- [WORK REQUEST] The expected answer is every line from the material below that has the word "TcpListener".

- [INPUT DATA]
=====

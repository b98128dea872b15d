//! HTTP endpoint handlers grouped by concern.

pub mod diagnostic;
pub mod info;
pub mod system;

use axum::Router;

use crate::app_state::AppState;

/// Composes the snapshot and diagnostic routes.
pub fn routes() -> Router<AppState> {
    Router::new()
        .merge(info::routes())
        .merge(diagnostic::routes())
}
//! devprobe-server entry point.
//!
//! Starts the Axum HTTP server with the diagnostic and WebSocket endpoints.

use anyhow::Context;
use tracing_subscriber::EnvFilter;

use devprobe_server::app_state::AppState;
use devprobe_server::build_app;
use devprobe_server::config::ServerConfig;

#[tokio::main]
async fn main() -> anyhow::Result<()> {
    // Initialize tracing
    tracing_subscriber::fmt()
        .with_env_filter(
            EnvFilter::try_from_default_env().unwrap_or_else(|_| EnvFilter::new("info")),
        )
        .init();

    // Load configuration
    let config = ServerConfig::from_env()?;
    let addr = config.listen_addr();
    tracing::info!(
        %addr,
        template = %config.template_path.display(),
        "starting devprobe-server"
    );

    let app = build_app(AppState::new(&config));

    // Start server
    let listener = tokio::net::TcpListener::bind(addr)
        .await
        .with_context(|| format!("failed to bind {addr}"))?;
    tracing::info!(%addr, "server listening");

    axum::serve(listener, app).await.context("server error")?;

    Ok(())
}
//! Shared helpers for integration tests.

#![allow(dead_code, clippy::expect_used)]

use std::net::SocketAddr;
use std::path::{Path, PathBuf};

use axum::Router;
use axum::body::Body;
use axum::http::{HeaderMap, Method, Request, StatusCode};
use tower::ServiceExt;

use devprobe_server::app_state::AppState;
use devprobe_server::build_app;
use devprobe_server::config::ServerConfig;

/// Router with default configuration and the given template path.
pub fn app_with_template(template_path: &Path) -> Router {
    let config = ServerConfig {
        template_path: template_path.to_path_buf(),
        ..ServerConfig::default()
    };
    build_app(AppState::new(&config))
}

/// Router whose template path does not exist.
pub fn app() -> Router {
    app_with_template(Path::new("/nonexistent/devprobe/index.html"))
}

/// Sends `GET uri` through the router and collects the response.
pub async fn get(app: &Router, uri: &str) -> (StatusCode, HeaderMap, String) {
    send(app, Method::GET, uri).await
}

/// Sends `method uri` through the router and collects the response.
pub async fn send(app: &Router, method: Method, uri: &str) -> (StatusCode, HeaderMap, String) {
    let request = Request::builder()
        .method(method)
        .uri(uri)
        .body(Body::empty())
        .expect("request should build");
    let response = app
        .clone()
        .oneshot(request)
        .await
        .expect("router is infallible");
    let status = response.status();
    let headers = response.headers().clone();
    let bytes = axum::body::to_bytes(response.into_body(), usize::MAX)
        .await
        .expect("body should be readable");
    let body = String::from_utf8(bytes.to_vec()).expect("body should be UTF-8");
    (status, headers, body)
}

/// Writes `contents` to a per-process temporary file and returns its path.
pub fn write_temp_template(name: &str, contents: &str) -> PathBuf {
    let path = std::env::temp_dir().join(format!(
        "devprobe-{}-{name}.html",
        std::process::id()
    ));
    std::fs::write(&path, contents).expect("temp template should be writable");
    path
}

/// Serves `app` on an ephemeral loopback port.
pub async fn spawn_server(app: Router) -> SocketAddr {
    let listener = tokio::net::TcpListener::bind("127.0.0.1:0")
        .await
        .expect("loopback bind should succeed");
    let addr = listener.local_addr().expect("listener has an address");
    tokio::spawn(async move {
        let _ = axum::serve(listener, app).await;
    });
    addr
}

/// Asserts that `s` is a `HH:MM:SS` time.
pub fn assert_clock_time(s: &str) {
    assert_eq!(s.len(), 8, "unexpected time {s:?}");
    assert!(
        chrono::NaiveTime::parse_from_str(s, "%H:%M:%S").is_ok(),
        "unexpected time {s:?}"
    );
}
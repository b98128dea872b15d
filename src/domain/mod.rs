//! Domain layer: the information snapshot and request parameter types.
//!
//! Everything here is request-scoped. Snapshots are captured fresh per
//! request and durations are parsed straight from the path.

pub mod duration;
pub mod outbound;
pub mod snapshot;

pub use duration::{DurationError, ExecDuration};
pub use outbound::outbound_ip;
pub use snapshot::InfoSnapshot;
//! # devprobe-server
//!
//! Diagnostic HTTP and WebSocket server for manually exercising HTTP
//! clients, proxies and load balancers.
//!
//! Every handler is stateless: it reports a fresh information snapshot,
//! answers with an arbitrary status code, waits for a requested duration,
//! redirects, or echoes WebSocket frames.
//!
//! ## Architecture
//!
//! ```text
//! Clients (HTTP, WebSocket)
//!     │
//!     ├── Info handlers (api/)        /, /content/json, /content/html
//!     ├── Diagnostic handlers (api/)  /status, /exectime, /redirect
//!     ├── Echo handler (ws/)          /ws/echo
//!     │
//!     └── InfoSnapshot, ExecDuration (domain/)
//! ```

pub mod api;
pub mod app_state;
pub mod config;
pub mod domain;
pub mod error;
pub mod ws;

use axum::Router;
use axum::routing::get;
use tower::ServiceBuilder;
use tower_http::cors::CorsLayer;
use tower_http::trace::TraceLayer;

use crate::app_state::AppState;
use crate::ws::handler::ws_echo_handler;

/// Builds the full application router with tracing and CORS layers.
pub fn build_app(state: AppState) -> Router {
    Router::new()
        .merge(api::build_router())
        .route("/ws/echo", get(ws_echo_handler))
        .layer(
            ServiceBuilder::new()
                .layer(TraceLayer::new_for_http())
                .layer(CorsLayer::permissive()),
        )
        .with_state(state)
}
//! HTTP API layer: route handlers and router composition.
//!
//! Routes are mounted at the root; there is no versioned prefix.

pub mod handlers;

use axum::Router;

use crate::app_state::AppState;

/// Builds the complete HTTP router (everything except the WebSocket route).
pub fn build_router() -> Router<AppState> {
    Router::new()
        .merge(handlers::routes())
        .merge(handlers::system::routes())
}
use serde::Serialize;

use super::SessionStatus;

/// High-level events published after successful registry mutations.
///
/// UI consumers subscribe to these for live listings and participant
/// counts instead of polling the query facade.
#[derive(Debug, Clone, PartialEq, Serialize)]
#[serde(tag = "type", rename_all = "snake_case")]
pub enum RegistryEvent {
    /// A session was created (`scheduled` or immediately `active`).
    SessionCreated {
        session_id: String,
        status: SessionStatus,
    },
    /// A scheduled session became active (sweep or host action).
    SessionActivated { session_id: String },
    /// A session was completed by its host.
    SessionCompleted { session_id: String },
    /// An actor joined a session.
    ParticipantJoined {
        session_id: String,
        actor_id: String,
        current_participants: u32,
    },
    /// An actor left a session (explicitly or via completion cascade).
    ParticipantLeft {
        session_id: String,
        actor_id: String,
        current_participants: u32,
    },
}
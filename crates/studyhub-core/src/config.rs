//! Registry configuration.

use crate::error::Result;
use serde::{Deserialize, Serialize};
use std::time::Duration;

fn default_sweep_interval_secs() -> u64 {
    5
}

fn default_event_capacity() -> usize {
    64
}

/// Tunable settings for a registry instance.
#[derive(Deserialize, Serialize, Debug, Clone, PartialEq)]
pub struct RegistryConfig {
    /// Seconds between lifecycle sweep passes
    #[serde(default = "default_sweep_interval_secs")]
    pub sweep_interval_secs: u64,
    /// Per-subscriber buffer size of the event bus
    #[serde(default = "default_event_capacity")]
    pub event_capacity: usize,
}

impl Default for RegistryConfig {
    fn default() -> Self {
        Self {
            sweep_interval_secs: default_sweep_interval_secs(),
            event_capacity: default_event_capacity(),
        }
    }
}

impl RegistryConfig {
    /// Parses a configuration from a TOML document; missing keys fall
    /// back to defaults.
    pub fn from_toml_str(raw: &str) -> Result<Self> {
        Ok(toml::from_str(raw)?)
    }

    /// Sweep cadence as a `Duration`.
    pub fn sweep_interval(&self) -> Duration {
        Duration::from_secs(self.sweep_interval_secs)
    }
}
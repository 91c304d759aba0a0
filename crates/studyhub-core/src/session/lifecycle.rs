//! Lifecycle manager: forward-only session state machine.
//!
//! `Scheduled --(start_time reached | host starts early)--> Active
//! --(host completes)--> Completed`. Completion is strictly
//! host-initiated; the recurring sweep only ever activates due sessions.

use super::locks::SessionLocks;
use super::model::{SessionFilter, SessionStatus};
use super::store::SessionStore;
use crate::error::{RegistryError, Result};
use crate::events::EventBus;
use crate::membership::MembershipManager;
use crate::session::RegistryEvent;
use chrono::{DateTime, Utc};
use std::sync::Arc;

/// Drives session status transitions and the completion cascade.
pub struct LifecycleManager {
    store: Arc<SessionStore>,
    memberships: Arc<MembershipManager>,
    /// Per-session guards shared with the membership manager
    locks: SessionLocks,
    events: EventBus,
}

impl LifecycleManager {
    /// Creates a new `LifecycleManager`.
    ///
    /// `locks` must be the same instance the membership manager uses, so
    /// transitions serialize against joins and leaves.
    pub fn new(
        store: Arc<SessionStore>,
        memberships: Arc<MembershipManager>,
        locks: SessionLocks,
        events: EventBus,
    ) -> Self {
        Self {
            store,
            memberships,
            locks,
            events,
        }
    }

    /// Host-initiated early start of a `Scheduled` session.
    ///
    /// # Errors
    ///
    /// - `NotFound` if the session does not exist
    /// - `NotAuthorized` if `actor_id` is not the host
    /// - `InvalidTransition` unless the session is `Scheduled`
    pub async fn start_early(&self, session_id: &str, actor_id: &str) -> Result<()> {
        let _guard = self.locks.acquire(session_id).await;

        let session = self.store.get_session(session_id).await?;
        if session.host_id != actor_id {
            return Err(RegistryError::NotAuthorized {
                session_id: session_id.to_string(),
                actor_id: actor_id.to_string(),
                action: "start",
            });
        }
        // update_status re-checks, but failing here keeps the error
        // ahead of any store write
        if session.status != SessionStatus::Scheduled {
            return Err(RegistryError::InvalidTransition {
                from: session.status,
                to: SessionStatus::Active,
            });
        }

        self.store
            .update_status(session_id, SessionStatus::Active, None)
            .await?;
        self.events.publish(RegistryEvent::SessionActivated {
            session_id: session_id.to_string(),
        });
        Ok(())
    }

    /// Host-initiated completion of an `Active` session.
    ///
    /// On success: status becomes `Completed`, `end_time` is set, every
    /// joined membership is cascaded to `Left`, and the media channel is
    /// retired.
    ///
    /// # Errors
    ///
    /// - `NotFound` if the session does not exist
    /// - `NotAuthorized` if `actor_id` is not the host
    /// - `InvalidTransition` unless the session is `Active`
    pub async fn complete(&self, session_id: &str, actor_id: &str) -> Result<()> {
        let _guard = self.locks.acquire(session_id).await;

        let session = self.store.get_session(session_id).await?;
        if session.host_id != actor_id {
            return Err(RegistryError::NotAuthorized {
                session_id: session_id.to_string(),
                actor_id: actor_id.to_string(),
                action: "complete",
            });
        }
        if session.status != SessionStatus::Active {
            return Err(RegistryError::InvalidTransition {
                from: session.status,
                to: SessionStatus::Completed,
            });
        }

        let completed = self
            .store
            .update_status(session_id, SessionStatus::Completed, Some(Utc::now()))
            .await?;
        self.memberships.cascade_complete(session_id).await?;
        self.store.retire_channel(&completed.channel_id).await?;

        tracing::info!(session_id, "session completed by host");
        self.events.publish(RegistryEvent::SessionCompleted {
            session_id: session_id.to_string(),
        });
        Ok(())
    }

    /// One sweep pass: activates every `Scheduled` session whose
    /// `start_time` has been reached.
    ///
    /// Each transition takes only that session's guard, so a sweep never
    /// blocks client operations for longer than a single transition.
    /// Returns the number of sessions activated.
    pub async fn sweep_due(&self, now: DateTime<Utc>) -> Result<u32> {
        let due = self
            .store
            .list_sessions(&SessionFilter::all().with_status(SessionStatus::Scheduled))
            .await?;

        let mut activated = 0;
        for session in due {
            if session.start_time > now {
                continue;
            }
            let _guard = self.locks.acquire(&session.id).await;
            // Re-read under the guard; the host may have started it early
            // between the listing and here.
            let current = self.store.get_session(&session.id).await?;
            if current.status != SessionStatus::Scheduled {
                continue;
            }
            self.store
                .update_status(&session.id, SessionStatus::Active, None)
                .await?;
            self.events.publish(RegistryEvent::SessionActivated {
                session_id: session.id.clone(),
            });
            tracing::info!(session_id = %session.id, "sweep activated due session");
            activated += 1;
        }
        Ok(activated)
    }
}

=====

- [ANSWER FOR THIS EXERCISE]
    let listener = tokio::net::TcpListener::bind(addr)
    let listener = tokio::net::TcpListener::bind("127.0.0.1:0")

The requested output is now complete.